How are theological institutions equipping students for evangelism? And who is responsible for church growth, asks Rachel Giles


Witness: London School of Theology students have formed a "Helping Hands" team in Northwood, Middlesex, to offer practical help to people in need

Witness: London School of Theology students have formed a "Helping Hands" team in Northwood, Middlesex, to offer practical help to people in need

AS CHURCH attendance falls, evangelism might be viewed by some as a miracle cure.

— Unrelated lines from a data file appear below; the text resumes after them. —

//! Configuration validation

use super::*;
use crate::error::{EmbedError, Result};

const LOG_LEVELS: [&str; 6] = ["off", "error", "warn", "info", "debug", "trace"];

/// Validate complete configuration
pub fn validate_config(config: &Config) -> Result<()> {
    validate_embedding_config(&config.embedding)?;
    validate_logging_config(&config.logging)?;
    Ok(())
}

/// Validate embedding configuration
fn validate_embedding_config(config: &EmbeddingConfig) -> Result<()> {
    if config.base_url.is_empty() {
        return Err(EmbedError::Config(
            "Base URL cannot be empty".to_string()
        ));
    }

    if !config.base_url.starts_with("http://") && !config.base_url.starts_with("https://") {
        return Err(EmbedError::Config(
            format!("Base URL must start with http:// or https://, got '{}'", config.base_url)
        ));
    }

    reqwest::Url::parse(&config.embed_url()).map_err(|e| {
        EmbedError::Config(format!("Invalid base URL '{}': {}", config.base_url, e))
    })?;

    if config.model.trim().is_empty() {
        return Err(EmbedError::Config(
            "Model name cannot be empty".to_string()
        ));
    }

    if config.timeout_secs == 0 {
        return Err(EmbedError::Config(
            "Timeout must be greater than 0".to_string()
        ));
    }

    Ok(())
}

/// Validate logging configuration
fn validate_logging_config(config: &LoggingConfig) -> Result<()> {
    if !LOG_LEVELS.contains(&config.level.to_lowercase().as_str()) {
        return Err(EmbedError::Config(
            format!("Invalid log level '{}' (expected one of: {})", config.level, LOG_LEVELS.join(", "))
        ));
    }

    Ok(())
}
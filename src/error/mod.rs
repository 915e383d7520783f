//! Error types for the embedding client

use reqwest::StatusCode;
use thiserror::Error;

/// Result type alias for embedding operations
pub type Result<T> = std::result::Result<T, EmbedError>;

/// Everything that can go wrong between reading the arguments and printing the vector
#[derive(Error, Debug)]
pub enum EmbedError {
    #[error("Network error: {0}")]
    Network(#[source] reqwest::Error),

    #[error("Request timed out after {0} seconds")]
    Timeout(u64),

    #[error("Embedding service returned {status}: {message}")]
    Status { status: StatusCode, message: String },

    #[error("Invalid response from embedding service: {0}")]
    Decode(#[source] serde_json::Error),

    #[error("Embedding service returned no embeddings")]
    EmptyResponse,

    #[error("Configuration error: {0}")]
    Config(String),

    #[error("Failed to render embedding: {0}")]
    Output(#[source] serde_json::Error),
}

impl EmbedError {
    /// Classify a transport error, pulling timeouts out into their own variant
    pub fn from_transport(err: reqwest::Error, timeout_secs: u64) -> Self {
        if err.is_timeout() {
            EmbedError::Timeout(timeout_secs)
        } else {
            EmbedError::Network(err)
        }
    }
}

impl From<config::ConfigError> for EmbedError {
    fn from(err: config::ConfigError) -> Self {
        EmbedError::Config(err.to_string())
    }
}
// src/platforms/yeswehack.rs
//! YesWeHack feed extraction
//!
//! The feed carries flat `min_bounty`/`max_bounty` numbers and no public
//! program URL, so one is synthesized from the program id.

use std::collections::BTreeSet;

use anyhow::{Context, Result};
use serde::Deserialize;

use super::{looks_like_repo, PlatformFeed, Program, TargetList};
use crate::normalize::normalize_repo_url;

/// YesWeHack feed extractor
pub struct YesWeHack;

#[derive(Debug, Deserialize)]
struct YesWeHackProgram {
    id: Option<String>,
    name: Option<String>,
    min_bounty: Option<f64>,
    max_bounty: Option<f64>,
    targets: Option<TargetList<YesWeHackTarget>>,
}

#[derive(Debug, Deserialize)]
struct YesWeHackTarget {
    target: Option<String>,
}

impl PlatformFeed for YesWeHack {
    fn name(&self) -> &'static str {
        "YesWeHack"
    }

    fn feed_file(&self) -> &'static str {
        "yeswehack_data.json"
    }

    fn extract(&self, data: &str) -> Result<Vec<Program>> {
        let records: Vec<YesWeHackProgram> =
            serde_json::from_str(data).context("Failed to parse YesWeHack feed")?;

        let mut programs = Vec::new();
        for record in records {
            if record.min_bounty.unwrap_or(0.0) <= 0.0
                && record.max_bounty.unwrap_or(0.0) <= 0.0
            {
                continue;
            }

            let url = match record.id.as_deref() {
                Some(id) if !id.is_empty() => {
                    format!("https://yeswehack.com/programs/{}", id)
                }
                _ => String::new(),
            };

            let mut repos = BTreeSet::new();
            for target in record.targets.and_then(|t| t.in_scope).unwrap_or_default() {
                let candidate = target.target.as_deref().unwrap_or("");
                if looks_like_repo(candidate) {
                    repos.extend(normalize_repo_url(candidate));
                }
            }

            if repos.is_empty() {
                continue;
            }

            programs.push(Program {
                platform: self.name().to_string(),
                name: record.name.unwrap_or_else(|| "Unknown".to_string()),
                url,
                repos,
            });
        }

        Ok(programs)
    }
}
// src/pipeline.rs
//! End-to-end extraction run
//!
//! Walks the platform feeds in order, aggregates bounty programs with
//! repository scope, and writes both output files.

use std::collections::BTreeSet;
use std::fs;
use std::path::Path;

use anyhow::{Context, Result};
use tracing::{info, warn};

use crate::manual::load_manual_additions;
use crate::platforms::all_platforms;
use crate::report;

/// Counters from a completed extraction run
#[derive(Debug, Clone)]
pub struct RunSummary {
    pub platforms_processed: usize,
    pub platforms_skipped: usize,
    pub programs: usize,
    pub unique_repos: usize,
    pub manual_additions: usize,
}

/// Run the full extraction pipeline
///
/// Feeds missing from `data_dir` are skipped with a warning; a feed that is
/// present but unparseable aborts the run. Both output files are written
/// even when nothing was extracted.
pub fn run(
    data_dir: &Path,
    report_path: &Path,
    repos_path: &Path,
    manual_path: &Path,
) -> Result<RunSummary> {
    let mut all_programs = Vec::new();
    let mut processed = 0usize;
    let mut skipped = 0usize;

    for platform in all_platforms() {
        let feed_path = data_dir.join(platform.feed_file());
        if !feed_path.exists() {
            warn!("Skipping {}: {} not found", platform.name(), feed_path.display());
            skipped += 1;
            continue;
        }

        info!("Processing {}...", platform.name());
        let data = fs::read_to_string(&feed_path)
            .with_context(|| format!("Failed to read feed {}", feed_path.display()))?;

        let programs = platform
            .extract(&data)
            .with_context(|| format!("Failed to extract programs from {}", feed_path.display()))?;

        info!(
            "{}: {} bounty programs with repository scope",
            platform.name(),
            programs.len()
        );
        processed += 1;
        all_programs.extend(programs);
    }

    info!("Found {} programs across all platforms", all_programs.len());

    report::write_report_file(report_path, &all_programs)?;
    info!("Detailed report written to {}", report_path.display());

    let mut all_repos: BTreeSet<String> = all_programs
        .iter()
        .flat_map(|p| p.repos.iter().cloned())
        .collect();

    let manual = load_manual_additions(manual_path)?;
    let manual_count = manual.len();
    if manual_count > 0 {
        info!("Merging {} manual additions", manual_count);
    }
    all_repos.extend(manual);

    report::write_repo_list_file(repos_path, &all_repos)?;
    info!(
        "{} unique repository URLs written to {}",
        all_repos.len(),
        repos_path.display()
    );

    Ok(RunSummary {
        platforms_processed: processed,
        platforms_skipped: skipped,
        programs: all_programs.len(),
        unique_repos: all_repos.len(),
        manual_additions: manual_count,
    })
}
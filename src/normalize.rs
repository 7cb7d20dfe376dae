// src/normalize.rs
//! Repository URL normalization
//!
//! Turns free-text scope entries ("Source code: https://GitHub.com/acme/core,")
//! into canonical repository URLs.

use lazy_static::lazy_static;
use regex::Regex;

lazy_static! {
    /// Matches repository URLs on the known hosts, with or without scheme/www
    static ref REPO_PATTERN: Regex = Regex::new(
        r"(?i)(?:https?://)?(?:www\.)?(github\.com|gitlab\.com|bitbucket\.org)/([^\s,;#)]+)"
    ).expect("repo pattern must compile");

    /// Matches bare "org/repo" shorthand (GitHub is the assumed host)
    static ref ORG_REPO_PATTERN: Regex = Regex::new(
        r"^([A-Za-z0-9_-]+)/([A-Za-z0-9_.*-]+)$"
    ).expect("org/repo pattern must compile");
}

/// Normalize a raw scope string into canonical repository URLs
///
/// Examples:
/// - "https://GitHub.com/Acme/core" -> ["https://github.com/Acme/core"]
/// - "see github.com/acme/a and gitlab.com/acme/b" -> both URLs
/// - "acme/server" -> ["https://github.com/acme/server"]
/// - "https://acme.com" -> []
///
/// Every match in the input is emitted, so one string can yield several URLs
/// (and can repeat a URL); callers own deduplication. Host casing is folded,
/// path casing is preserved.
pub fn normalize_repo_url(raw: &str) -> Vec<String> {
    let raw = raw.trim();
    let mut results = Vec::new();

    for caps in REPO_PATTERN.captures_iter(raw) {
        let host = caps[1].to_ascii_lowercase();
        // Strip list-likely trailing punctuation, then any slash it exposed
        let path = caps[2]
            .trim_end_matches('/')
            .trim_end_matches([',', ';', '#', ')', ']', '}'])
            .trim_end_matches('/');
        results.push(format!("https://{}/{}", host, path));
    }

    // Bare "org/repo" shorthand only counts when no host matched at all
    if results.is_empty() {
        if let Some(caps) = ORG_REPO_PATTERN.captures(raw) {
            results.push(format!("https://github.com/{}/{}", &caps[1], &caps[2]));
        }
    }

    results
}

Bible and theological colleges are trying a range of approaches to assist future numerical growth. But how successful are they likely to be?

Seventy years ago, Moorlands College, near Christchurch, Hampshire, was founded by a group of Plymouth Brethren to train evangelists. "That was our seedbed," the Vice-Principal and Director of Leadership Training, the Revd Ian Coffey, says. He views evangelism as an integral part of sound leadership training.

"We're trying to train pastors who know how to do the work of evangelists, and evangelists who have pastors' hearts. So we see it as a blend, without in any sense taking away from the uniqueness of the gifting God gives."

Applying theology is critical, he says; so students undertake placements in, say, a hostel for battered wives, or on the streets with rough sleepers. They work alongside practitioners, "because some of these things are caught as well as taught", he says.

At Mattersey Hall College, near Doncaster, local churches are central in helping students to apply their learning. "We don't want people to come just for an academic education," the Ministries and Mentoring Officer, Shannon Buckner, says. "All students are required to be part of a local church community while they're here - not just to attend, but to be involved."

Students support outreach work by going on "weekend ministries". "They will be hands and feet that will work with the church as they're evangelising in communities," Ms Buckner says.

At the London School of Theology (LST), students are encouraged to think critically and to ask questions. The Vice-Principal, Dr Graham McFarlane, says: "We are transformed by the renewing of our minds. Theological education is dynamic: it changes the person being trained so that they can go out and make a difference."

Society has changed; so evangelism needs to change, too, he says. "Our graduates are going into a much more fluid, open-ended, questioning culture, where we've got to be able to defend what we believe, in the true sense of apologetics. And [they have] to communicate that in a context where we no longer have the right to say 'We're the majority.'"

IN ANSWER to the question "Can evangelism be taught, or is it a natural gift?" Mr Coffey says that "You need the seed of a gifting, but the skills can be taught. There needs to be a willingness to take criticism, and accept help."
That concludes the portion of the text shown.